David Cloninger

Calling for the bunt as important as executing it

South Carolina’s Clark Scolamiero is tagged out at home by Duke’s Chris Proctor on a bunt that didn’t go as planned during the Gamecocks’ win Saturday.
South Carolina’s Clark Scolamiero is tagged out at home by Duke’s Chris Proctor on a bunt that didn’t go as planned during the Gamecocks’ win Saturday. gmelendez@thestate.com

To bunt or not to bunt? That is the question when your team has taken bats to the plate like they’re swathed in poison ivy.

Through April and May, South Carolina had chronic allergies to runners in scoring position. No matter what coach Chad Holbrook and company tried, they couldn’t get a big hit to get some of those runners home. No problem getting ’em on, massive problems getting ’em in.

Bunting worked, helping the Gamecocks find ways to scratch the go-ahead run across and hold on to win. Then the bats started to boom at Alabama, which was terrific, until the next game rolled around.

What to do now in a big situation? Bunt and give up an out? Or let your best hitters, which only recently returned to being your best hitters, swing away?

“It’s a gut feeling,” Holbrook said. “It’s a great play when it works and it’s my fault when it doesn’t. That’s just part of it.”

The Gamecocks went 2-for-4 on Saturday on such calls, and stayed alive with a 4-2 elimination-game win over Duke.

TJ Hopkins bunted Gene Cone to second in the first inning, and Cone scored on Jonah Bride’s single. Madison Stokes bunted Dom Thompson-Williams to second in the ninth in a tie game, and Hunter Taylor delivered a shot off the third-base bag that bounced into left and scored the go-ahead run.

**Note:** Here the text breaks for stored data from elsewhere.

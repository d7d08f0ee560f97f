//! Storage for uploaded model files
//!
//! Uploads are validated (extension, size, STL header) and written under a
//! generated name. The generated name doubles as the upload id that quote
//! requests refer to.

pub mod stl;

use crate::config::UploadConfig;
use chrono::{DateTime, Utc};
use serde::Serialize;
use sha2::{Digest, Sha256};
use std::path::{Path, PathBuf};
use std::time::{Duration, SystemTime};
use thiserror::Error;
use tracing::{debug, info, warn};

#[derive(Debug, Error)]
pub enum UploadError {
    #[error("upload rejected: {}", .0.join("; "))]
    Invalid(Vec<String>),
    #[error("invalid upload id: {0}")]
    InvalidId(String),
    #[error("STL file not found for upload ID: {0}")]
    NotFound(String),
    #[error("upload storage error: {0}")]
    Io(#[from] std::io::Error),
}

/// Metadata returned for a stored upload
#[derive(Debug, Clone, Serialize)]
pub struct StoredUpload {
    pub upload_id: String,
    pub original_filename: String,
    pub size_bytes: u64,
    pub sha256: String,
    pub stored_at: DateTime<Utc>,
}

#[derive(Debug, Clone)]
pub struct UploadStore {
    root: PathBuf,
    max_file_size: u64,
    allowed_extensions: Vec<String>,
}

impl UploadStore {
    pub fn new(config: &UploadConfig) -> Self {
        Self {
            root: PathBuf::from(&config.directory),
            max_file_size: config.max_file_size_bytes,
            allowed_extensions: config
                .allowed_extensions
                .iter()
                .map(|ext| normalize_extension(ext))
                .collect(),
        }
    }

    pub fn root(&self) -> &Path {
        &self.root
    }

    pub async fn ensure_directory(&self) -> Result<(), UploadError> {
        tokio::fs::create_dir_all(&self.root).await?;
        debug!(path = %self.root.display(), "Upload directory ready");
        Ok(())
    }

    /// Collect every problem with a candidate upload
    pub fn validate(&self, filename: &str, bytes: &[u8]) -> Vec<String> {
        let mut errors = Vec::new();
        let extension = extension_of(filename);

        if !self.allowed_extensions.contains(&extension) {
            let shown = if extension.is_empty() { "(none)" } else { extension.as_str() };
            errors.push(format!("Unsupported file extension: {}", shown));
        }

        let size = bytes.len() as u64;
        if size == 0 {
            errors.push("Empty file uploaded".to_string());
        } else if size > self.max_file_size {
            errors.push(format!(
                "File too large: {}MB (max: {}MB)",
                size / (1024 * 1024),
                self.max_file_size / (1024 * 1024)
            ));
        } else if extension == ".stl" && !stl::looks_like_stl(bytes) {
            errors.push("File does not appear to be a valid STL".to_string());
        }

        errors
    }

    pub async fn store(
        &self,
        filename: &str,
        bytes: &[u8],
        session_id: &str,
    ) -> Result<StoredUpload, UploadError> {
        let original_filename = base_name(filename);
        let errors = self.validate(&original_filename, bytes);
        if !errors.is_empty() {
            warn!(filename = %original_filename, ?errors, "Upload failed validation");
            return Err(UploadError::Invalid(errors));
        }

        self.ensure_directory().await?;

        let stored_at = Utc::now();
        let upload_id = generate_upload_id(&original_filename, session_id, stored_at);
        let path = self.root.join(&upload_id);
        tokio::fs::write(&path, bytes).await?;

        let upload = StoredUpload {
            upload_id,
            original_filename,
            size_bytes: bytes.len() as u64,
            sha256: format!("{:x}", Sha256::digest(bytes)),
            stored_at,
        };

        info!(
            upload_id = %upload.upload_id,
            filename = %upload.original_filename,
            size_bytes = upload.size_bytes,
            "Upload stored"
        );
        Ok(upload)
    }

    /// Map an upload id back to its file, refusing anything outside the store
    pub async fn resolve(&self, upload_id: &str) -> Result<PathBuf, UploadError> {
        let id = upload_id.trim();
        if id.is_empty() || id.contains('/') || id.contains('\\') || id.contains("..") {
            return Err(UploadError::InvalidId(upload_id.to_string()));
        }

        let path = self.root.join(id);
        match tokio::fs::metadata(&path).await {
            Ok(meta) if meta.is_file() => Ok(path),
            Ok(_) => Err(UploadError::NotFound(id.to_string())),
            Err(e) if e.kind() == std::io::ErrorKind::NotFound => {
                Err(UploadError::NotFound(id.to_string()))
            }
            Err(e) => Err(UploadError::Io(e)),
        }
    }

    /// Delete stored files last modified more than `max_age` ago
    pub async fn cleanup_expired(&self, max_age: Duration) -> Result<usize, UploadError> {
        let cutoff = SystemTime::now()
            .checked_sub(max_age)
            .unwrap_or(SystemTime::UNIX_EPOCH);

        let mut entries = match tokio::fs::read_dir(&self.root).await {
            Ok(entries) => entries,
            Err(e) if e.kind() == std::io::ErrorKind::NotFound => return Ok(0),
            Err(e) => return Err(e.into()),
        };

        let mut removed = 0;
        while let Some(entry) = entries.next_entry().await? {
            let meta = entry.metadata().await?;
            if !meta.is_file() {
                continue;
            }
            let modified = meta.modified()?;
            if modified <= cutoff {
                match tokio::fs::remove_file(entry.path()).await {
                    Ok(()) => removed += 1,
                    Err(e) => warn!(
                        path = %entry.path().display(),
                        error = %e,
                        "Failed to remove expired upload"
                    ),
                }
            }
        }

        if removed > 0 {
            info!(removed, "Expired uploads cleaned up");
        }
        Ok(removed)
    }
}

/// `{YYYYmmdd_HHMMSS}_{8 hex}{ext}`
fn generate_upload_id(original_filename: &str, session_id: &str, at: DateTime<Utc>) -> String {
    let timestamp = at.format("%Y%m%d_%H%M%S");
    let nonce = uuid::Uuid::new_v4();
    let digest = Sha256::digest(
        format!("{}_{}_{}_{}", original_filename, session_id, timestamp, nonce).as_bytes(),
    );
    let short_hash: String = format!("{:x}", digest).chars().take(8).collect();

    format!("{}_{}{}", timestamp, short_hash, extension_of(original_filename))
}

fn extension_of(filename: &str) -> String {
    Path::new(filename)
        .extension()
        .and_then(|ext| ext.to_str())
        .map(normalize_extension)
        .unwrap_or_default()
}

fn normalize_extension(ext: &str) -> String {
    format!(".{}", ext.trim().trim_start_matches('.').to_lowercase())
}

fn base_name(filename: &str) -> String {
    filename
        .rsplit(['/', '\\'])
        .next()
        .unwrap_or(filename)
        .to_string()
}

The third attempt had the right idea, but didn’t work out. With speedy Clark Scolamiero running for Taylor, Holbrook told Marcus Mooney to bunt. Mooney did it, perfectly, and Scolamiero came tearing around the third-base bag, depending on Duke’s third baseman to glove the ball and throw to first.

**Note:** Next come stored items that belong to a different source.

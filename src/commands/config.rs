use anyhow::Result;
use colored::Colorize;
use print_quote::config::{self, Config, PaymentProvider};
use print_quote::logging::mask_secret;
use std::path::Path;
use tracing::info;

/// Execute the config show command
///
/// Displays the current configuration with secrets masked
pub fn show(path: &Path) -> Result<()> {
    println!("{}", "Loading configuration...".yellow());
    info!(path = %path.display(), "Loading configuration for display");

    let cfg = config::load_config(path)?;
    let sanitized = sanitize_secrets(&cfg);

    println!("{}", "Current Configuration:".green().bold());
    println!();

    let toml_string = toml::to_string_pretty(&sanitized)?;
    println!("{}", toml_string);

    Ok(())
}

/// Execute the config validate command
pub fn validate(path: &Path) -> Result<()> {
    println!("{}", "Validating configuration...".yellow());

    if !path.exists() {
        println!(
            "{}",
            format!("  {} not found, using defaults and environment", path.display()).yellow()
        );
    }

    let cfg = config::load_config(path)?;

    println!("{}", "✓ Configuration is valid".green());
    println!();
    println!("{}", "Summary:".bold());
    println!("  Listen: {}:{}", cfg.server.host, cfg.server.port);
    println!(
        "  Materials: {} (default {})",
        cfg.materials.catalog.len(),
        cfg.materials.default_material
    );
    println!("  Discount tiers: {}", cfg.pricing.quantity_discounts.len());
    println!("  Payment provider: {}", provider_name(&cfg));
    println!("  Upload directory: {}", cfg.uploads.directory);

    info!("Configuration validation successful");
    Ok(())
}

fn provider_name(cfg: &Config) -> &'static str {
    match cfg.payment.provider {
        PaymentProvider::Sandbox => "sandbox",
        PaymentProvider::Paypal if cfg.payment.paypal.sandbox => "paypal (sandbox)",
        PaymentProvider::Paypal => "paypal (live)",
    }
}

/// Mask payment credentials for safe display
fn sanitize_secrets(cfg: &Config) -> Config {
    let mut sanitized = cfg.clone();
    let paypal = &mut sanitized.payment.paypal;

    paypal.client_id = mask_secret(&paypal.client_id);
    paypal.client_secret = mask_secret(&paypal.client_secret);
    paypal.webhook_id = mask_secret(&paypal.webhook_id);

    sanitized
}
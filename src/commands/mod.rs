//! Command implementations for the CLI
//!
//! This module contains the implementation of all CLI commands:
//! - start: Start the HTTP server
//! - quote: Price a job offline
//! - materials: List the material catalog
//! - config: Configuration display and validation

pub mod config;
pub mod materials;
pub mod quote;
pub mod start;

The only problem was Jack Labosky didn’t pick up the ball, so it was sitting a foot from him as Scolamiero was already past third. That became an easy out at the plate, although USC scored the insurance run anyway on a wild pitch.

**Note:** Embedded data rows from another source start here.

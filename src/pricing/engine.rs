use crate::config::{PricingConfig, QuantityDiscountTier};
use crate::pricing::catalog::MaterialCatalog;
use crate::pricing::models::{
    BreakdownCategory, CostBreakdownLine, ModelAnalysis, OrderOptions, Quote, QuoteResult,
};
use thiserror::Error;
use tracing::debug;

#[derive(Debug, Error, PartialEq)]
pub enum PricingError {
    #[error("invalid input: {0}")]
    InvalidInput(String),
    #[error("calculation produced a non-finite {0}")]
    NonFinite(&'static str),
}

/// Rates and constants applied on top of catalog prices
#[derive(Debug, Clone, PartialEq)]
pub struct PricingRates {
    pub machine_rate_per_hour: f64,
    pub overhead_rate: f64,
    pub profit_margin_rate: f64,
    pub rush_multiplier: f64,
    pub complexity_baseline: f64,
    pub complexity_weight: f64,
    pub adjustment_line_threshold: f64,
    /// Sorted by descending threshold
    quantity_discounts: Vec<QuantityDiscountTier>,
}

impl PricingRates {
    pub fn new(config: &PricingConfig) -> Self {
        let mut quantity_discounts = config.quantity_discounts.clone();
        quantity_discounts.sort_by(|a, b| b.min_quantity.cmp(&a.min_quantity));

        Self {
            machine_rate_per_hour: config.machine_rate_per_hour,
            overhead_rate: config.overhead_rate,
            profit_margin_rate: config.profit_margin_rate,
            rush_multiplier: config.rush_multiplier,
            complexity_baseline: config.complexity_baseline,
            complexity_weight: config.complexity_weight,
            adjustment_line_threshold: config.adjustment_line_threshold,
            quantity_discounts,
        }
    }

    /// Stepped discount: the highest tier whose threshold the quantity reaches
    pub fn quantity_discount(&self, quantity: u32) -> f64 {
        self.quantity_discounts
            .iter()
            .find(|tier| quantity >= tier.min_quantity)
            .map(|tier| tier.rate)
            .unwrap_or(0.0)
    }
}

impl Default for PricingRates {
    fn default() -> Self {
        Self::new(&PricingConfig::default())
    }
}

/// Stateless quote calculator over an injected catalog and rate set
#[derive(Debug, Clone)]
pub struct PricingEngine {
    catalog: MaterialCatalog,
    rates: PricingRates,
}

impl PricingEngine {
    pub fn new(catalog: MaterialCatalog, rates: PricingRates) -> Self {
        Self { catalog, rates }
    }

    pub fn catalog(&self) -> &MaterialCatalog {
        &self.catalog
    }

    pub fn rates(&self) -> &PricingRates {
        &self.rates
    }

    /// Price a job. Input problems come back as [`QuoteResult::Failure`].
    pub fn calculate(
        &self,
        analysis: &ModelAnalysis,
        material_type: &str,
        options: OrderOptions,
    ) -> QuoteResult {
        match self.try_calculate(analysis, material_type, options) {
            Ok(quote) => QuoteResult::Success(quote),
            Err(e) => QuoteResult::Failure {
                error_message: format!("Pricing calculation failed: {}", e),
            },
        }
    }

    pub fn try_calculate(
        &self,
        analysis: &ModelAnalysis,
        material_type: &str,
        options: OrderOptions,
    ) -> Result<Quote, PricingError> {
        validate_inputs(analysis, material_type, options)?;

        let rates = &self.rates;
        let (profile, material_match) = self.catalog.resolve_detailed(material_type);
        let quantity = options.quantity as f64;

        let material_cost = analysis.filament_used_grams * profile.cost_per_gram;
        let time_cost = (analysis.print_time_minutes / 60.0)
            * rates.machine_rate_per_hour
            * profile.machine_multiplier;

        let complexity_factor = analysis.complexity_score / rates.complexity_baseline;
        let complexity_adjustment = time_cost * (complexity_factor - 1.0) * rates.complexity_weight;

        let quantity_discount = rates.quantity_discount(options.quantity);
        let rush_surcharge = if options.rush {
            time_cost * quantity * (rates.rush_multiplier - 1.0)
        } else {
            0.0
        };

        let base_cost = material_cost + time_cost + complexity_adjustment;
        let subtotal = base_cost * quantity * (1.0 - quantity_discount);
        let overhead_cost = subtotal * rates.overhead_rate;
        let subtotal_with_overhead = subtotal + overhead_cost + rush_surcharge;
        let profit_margin = subtotal_with_overhead * rates.profit_margin_rate;
        let total_cost = subtotal_with_overhead + profit_margin;

        if !total_cost.is_finite() {
            return Err(PricingError::NonFinite("total cost"));
        }

        let mut breakdown = vec![
            CostBreakdownLine::new(
                BreakdownCategory::Materials,
                format!("{} filament ({:.1}g)", material_type, analysis.filament_used_grams),
                options.quantity,
                material_cost,
            ),
            CostBreakdownLine::new(
                BreakdownCategory::Production,
                format!("Printing time ({:.1} hours)", analysis.print_time_minutes / 60.0),
                options.quantity,
                time_cost,
            ),
        ];

        if options.rush {
            breakdown.push(CostBreakdownLine::new(
                BreakdownCategory::Surcharges,
                "Rush order premium",
                1,
                rush_surcharge,
            ));
        }

        if complexity_adjustment.abs() > rates.adjustment_line_threshold {
            breakdown.push(CostBreakdownLine::new(
                BreakdownCategory::Adjustments,
                format!("Complexity {}/100", analysis.complexity_score),
                options.quantity,
                complexity_adjustment,
            ));
        }

        if quantity_discount > 0.0 {
            let discount_amount = base_cost * quantity * quantity_discount;
            breakdown.push(CostBreakdownLine::new(
                BreakdownCategory::Discounts,
                format!("Quantity discount ({}%)", (quantity_discount * 100.0).round()),
                1,
                -discount_amount,
            ));
        }

        debug!(
            material = %profile.key,
            ?material_match,
            quantity = options.quantity,
            rush = options.rush,
            total_cost,
            "Quote calculated"
        );

        Ok(Quote {
            material_key: profile.key.clone(),
            material_match,
            quantity: options.quantity,
            material_cost,
            time_cost,
            complexity_factor,
            complexity_adjustment,
            quantity_discount,
            rush_surcharge,
            base_cost,
            subtotal,
            overhead_cost,
            subtotal_with_overhead,
            profit_margin,
            total_cost,
            breakdown,
        })
    }
}

impl Default for PricingEngine {
    fn default() -> Self {
        Self::new(MaterialCatalog::default(), PricingRates::default())
    }
}

fn validate_inputs(
    analysis: &ModelAnalysis,
    material_type: &str,
    options: OrderOptions,
) -> Result<(), PricingError> {
    if material_type.trim().is_empty() {
        return Err(PricingError::InvalidInput("material type is required".to_string()));
    }
    if options.quantity == 0 {
        return Err(PricingError::InvalidInput("quantity must be at least 1".to_string()));
    }

    for (name, value) in [
        ("filament_used_grams", analysis.filament_used_grams),
        ("print_time_minutes", analysis.print_time_minutes),
    ] {
        if !value.is_finite() {
            return Err(PricingError::InvalidInput(format!("{} is not a number", name)));
        }
        if value < 0.0 {
            return Err(PricingError::InvalidInput(format!("{} cannot be negative", name)));
        }
    }

    let score = analysis.complexity_score;
    if !score.is_finite() || !(0.0..=100.0).contains(&score) {
        return Err(PricingError::InvalidInput(format!(
            "complexity_score must be between 0 and 100, got {}",
            score
        )));
    }

    Ok(())
}

#[cfg(test)]
mod tests {
    use super::*;
    use crate::pricing::models::{round_currency, MaterialMatch};

    fn reference_analysis() -> ModelAnalysis {
        ModelAnalysis::for_pricing(50.0, 120.0, 65.0)
    }

    fn assert_close(actual: f64, expected: f64) {
        assert!(
            (actual - expected).abs() < 1e-9,
            "expected {}, got {}",
            expected,
            actual
        );
    }

    #[test]
    fn test_reference_quote() {
        let engine = PricingEngine::default();
        let quote = engine
            .try_calculate(&reference_analysis(), "PLA", OrderOptions::default())
            .unwrap();

        assert_close(quote.material_cost, 2.5);
        assert_close(quote.time_cost, 10.0);
        assert_close(quote.complexity_factor, 1.3);
        assert_close(quote.complexity_adjustment, 0.6);
        assert_close(quote.base_cost, 13.1);
        assert_close(quote.subtotal, 13.1);
        assert_close(quote.overhead_cost, 1.31);
        assert_close(quote.subtotal_with_overhead, 14.41);
        assert_close(quote.profit_margin, 2.882);
        assert_close(quote.total_cost, 17.292);
        assert_eq!(round_currency(quote.total_cost), 17.29);
        assert_eq!(quote.material_match, MaterialMatch::Exact);
    }

    #[test]
    fn test_reference_breakdown_lines() {
        let engine = PricingEngine::default();
        let quote = engine
            .try_calculate(&reference_analysis(), "PLA", OrderOptions::default())
            .unwrap();

        let categories: Vec<BreakdownCategory> =
            quote.breakdown.iter().map(|l| l.category).collect();
        assert_eq!(
            categories,
            vec![
                BreakdownCategory::Materials,
                BreakdownCategory::Production,
                BreakdownCategory::Adjustments
            ]
        );
        assert_eq!(quote.breakdown[0].description, "PLA filament (50.0g)");
        assert_eq!(quote.breakdown[1].description, "Printing time (2.0 hours)");
        assert_eq!(quote.breakdown[2].description, "Complexity 65/100");
    }

    #[test]
    fn test_neutral_complexity_has_no_adjustment_line() {
        let engine = PricingEngine::default();
        let analysis = ModelAnalysis::for_pricing(50.0, 120.0, 50.0);
        let quote = engine.try_calculate(&analysis, "PLA", OrderOptions::default()).unwrap();

        assert_eq!(quote.complexity_adjustment, 0.0);
        assert!(quote
            .breakdown
            .iter()
            .all(|l| l.category != BreakdownCategory::Adjustments));
    }

    #[test]
    fn test_low_complexity_discounts_time_cost() {
        let engine = PricingEngine::default();
        let analysis = ModelAnalysis::for_pricing(50.0, 120.0, 10.0);
        let quote = engine.try_calculate(&analysis, "PLA", OrderOptions::default()).unwrap();

        // 10.00 * (0.2 - 1) * 0.2
        assert_close(quote.complexity_adjustment, -1.6);
        let line = quote
            .breakdown
            .iter()
            .find(|l| l.category == BreakdownCategory::Adjustments)
            .unwrap();
        assert_close(line.unit_price, -1.6);
    }

    #[test]
    fn test_quantity_discount_steps() {
        let rates = PricingRates::default();
        assert_eq!(rates.quantity_discount(1), 0.0);
        assert_eq!(rates.quantity_discount(4), 0.0);
        assert_eq!(rates.quantity_discount(5), 0.05);
        assert_eq!(rates.quantity_discount(9), 0.05);
        assert_eq!(rates.quantity_discount(10), 0.10);
        assert_eq!(rates.quantity_discount(250), 0.10);
    }

    #[test]
    fn test_discount_line() {
        let engine = PricingEngine::default();
        let options = OrderOptions {
            quantity: 10,
            rush: false,
        };
        let quote = engine.try_calculate(&reference_analysis(), "PLA", options).unwrap();

        assert_close(quote.subtotal, 13.1 * 10.0 * 0.9);
        let line = quote.breakdown.last().unwrap();
        assert_eq!(line.category, BreakdownCategory::Discounts);
        assert_eq!(line.description, "Quantity discount (10%)");
        assert_eq!(line.quantity, 1);
        assert_close(line.total, -13.1);
    }

    #[test]
    fn test_rush_surcharge_applies_to_time_cost_only() {
        let engine = PricingEngine::default();
        let options = OrderOptions { quantity: 3, rush: true };
        let quote = engine.try_calculate(&reference_analysis(), "PLA", options).unwrap();

        assert_close(quote.rush_surcharge, quote.time_cost * 3.0 * 0.5);
        assert_close(
            quote.subtotal_with_overhead,
            quote.subtotal + quote.overhead_cost + quote.rush_surcharge,
        );
        assert!(quote
            .breakdown
            .iter()
            .any(|l| {
                l.category == BreakdownCategory::Surcharges && l.description == "Rush order premium"
            }));
    }

    #[test]
    fn test_machine_multiplier_scales_time_cost() {
        let engine = PricingEngine::default();
        let quote = engine
            .try_calculate(&reference_analysis(), "TPU 95A", OrderOptions::default())
            .unwrap();

        assert_eq!(quote.material_key, "TPU");
        assert_eq!(quote.material_match, MaterialMatch::Substring);
        assert_close(quote.material_cost, 50.0 * 0.15);
        assert_close(quote.time_cost, 2.0 * 5.0 * 1.5);
    }

    #[test]
    fn test_invalid_inputs_become_failures() {
        let engine = PricingEngine::default();

        let nan = ModelAnalysis::for_pricing(f64::NAN, 120.0, 50.0);
        let result = engine.calculate(&nan, "PLA", OrderOptions::default());
        assert!(!result.is_success());
        assert!(result
            .error_message()
            .unwrap()
            .starts_with("Pricing calculation failed:"));

        let negative = ModelAnalysis::for_pricing(50.0, -1.0, 50.0);
        assert!(!engine.calculate(&negative, "PLA", OrderOptions::default()).is_success());

        let out_of_range = ModelAnalysis::for_pricing(50.0, 120.0, 150.0);
        assert!(!engine.calculate(&out_of_range, "PLA", OrderOptions::default()).is_success());

        let zero_quantity = OrderOptions { quantity: 0, rush: false };
        assert!(!engine.calculate(&reference_analysis(), "PLA", zero_quantity).is_success());

        assert!(!engine
            .calculate(&reference_analysis(), "  ", OrderOptions::default())
            .is_success());
    }

    #[test]
    fn test_custom_rates() {
        let config = PricingConfig {
            machine_rate_per_hour: 8.0,
            overhead_rate: 0.0,
            profit_margin_rate: 0.0,
            quantity_discounts: vec![],
            ..PricingConfig::default()
        };
        let engine = PricingEngine::new(MaterialCatalog::default(), PricingRates::new(&config));
        let analysis = ModelAnalysis::for_pricing(0.0, 60.0, 50.0);
        let quote = engine
            .try_calculate(&analysis, "PLA", OrderOptions { quantity: 20, rush: false })
            .unwrap();

        assert_close(quote.total_cost, 8.0 * 20.0);
        assert_eq!(quote.quantity_discount, 0.0);
    }
}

“It was close to working for perfection,” Holbrook said. “Usually the timing’s a little bit better, and you can round the base and see the ball coming out of his arm. If he’d have thrown it, we’d have scored.”

The right call made wrong by something nobody could control. Even Holbrook’s critics had to look at the scenario and see, “That’s baseball.”

Then there was the other one, the one that threatened to make this a really awful weekend. Leading 2-1 in the fifth, already in their bullpen, the Gamecocks had a chance for a big inning and threw it away.

Cone and Hopkins each singled to bring up Alex Destino, who’d launched a moonshot on Friday but spent his first two at-bats Saturday trying to kill mosquitoes with his bat.

Despite Destino having 21 extra-base hits and zero sacrifice bunts this year, Holbrook told him to bunt. “Destino’s actually one of our better bunters,” the coach said. “He’s one of our better bunters in practice.”

He popped up the first pitch. Bride followed with a double-play grounder. USC’s next nine batters sat down in order.

“No doubt in my mind the bunt was the right play there, and he popped it up,” Holbrook said. “Stokes didn’t get one down last night, but he got down a big one today and got Dom in scoring position there.”

He did, and the Gamecocks won. USC was able to make the game work for it, and keep itself in position to win the regional.

If bunting or not comes up Sunday, Holbrook will have a few more gut decisions to make. He went .500 on Saturday.

While that’s plenty good for the Hall of Fame, he’d prefer to increase it.